Problem requirements: Go over the entries and report the lines where the word "ImportConfig" occurs.

═══ Stored data ═══

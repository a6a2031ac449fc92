use std::{
    fs,
    path::{Path, PathBuf},
};

use serde::Deserialize;

/// Config file looked up in the working directory when none is named.
pub const DEFAULT_CONFIG_FILE: &str = "d0010-config.toml";

#[derive(Debug, Clone, Deserialize, PartialEq, Eq)]
#[serde(default)]
pub struct DatabaseConfig {
    pub url: String,
    pub max_connections: u32,
    pub create_if_missing: bool,
    pub busy_timeout_ms: u64,
}

impl Default for DatabaseConfig {
    fn default() -> Self {
        Self {
            url: "sqlite://meter_readings.db".to_string(),
            max_connections: 1,
            create_if_missing: true,
            busy_timeout_ms: 5_000,
        }
    }
}

#[derive(Debug, Clone, Default, Deserialize, PartialEq, Eq)]
#[serde(default)]
pub struct ImportConfig {
    /// Record `030` lines with fewer than ten fields as skipped lines instead
    /// of ignoring them.
    pub report_short_reading_lines: bool,
}

#[derive(Debug, Clone, Default, Deserialize, PartialEq, Eq)]
#[serde(default)]
pub struct MetricsConfig {
    /// Where to write a Prometheus text rendering of the run's counters.
    pub textfile_path: Option<PathBuf>,
}

#[derive(Debug, Clone, Default, Deserialize, PartialEq, Eq)]
#[serde(default)]
pub struct AppConfig {
    pub database: DatabaseConfig,
    pub import: ImportConfig,
    pub metrics: MetricsConfig,
}

impl AppConfig {
    /// Load configuration.
    ///
    /// An explicitly named file must exist. Otherwise `d0010-config.toml` in
    /// the working directory is used when present, else built-in defaults.
    pub fn load(explicit: Option<&Path>) -> anyhow::Result<Self> {
        let path = match explicit {
            Some(p) => p.to_path_buf(),
            None => {
                let default = PathBuf::from(DEFAULT_CONFIG_FILE);
                if !default.exists() {
                    return Ok(Self::default());
                }
                default
            }
        };

        let contents = fs::read_to_string(&path)
            .map_err(|e| anyhow::anyhow!("cannot read config {}: {e}", path.display()))?;
        Self::from_toml(&contents).map_err(|e| anyhow::anyhow!("invalid config {}: {e}", path.display()))
    }

    pub fn from_toml(contents: &str) -> Result<Self, toml::de::Error> {
        toml::from_str(contents)
    }
}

═══

Finished task:
pub struct ImportConfig {
    pub import: ImportConfig,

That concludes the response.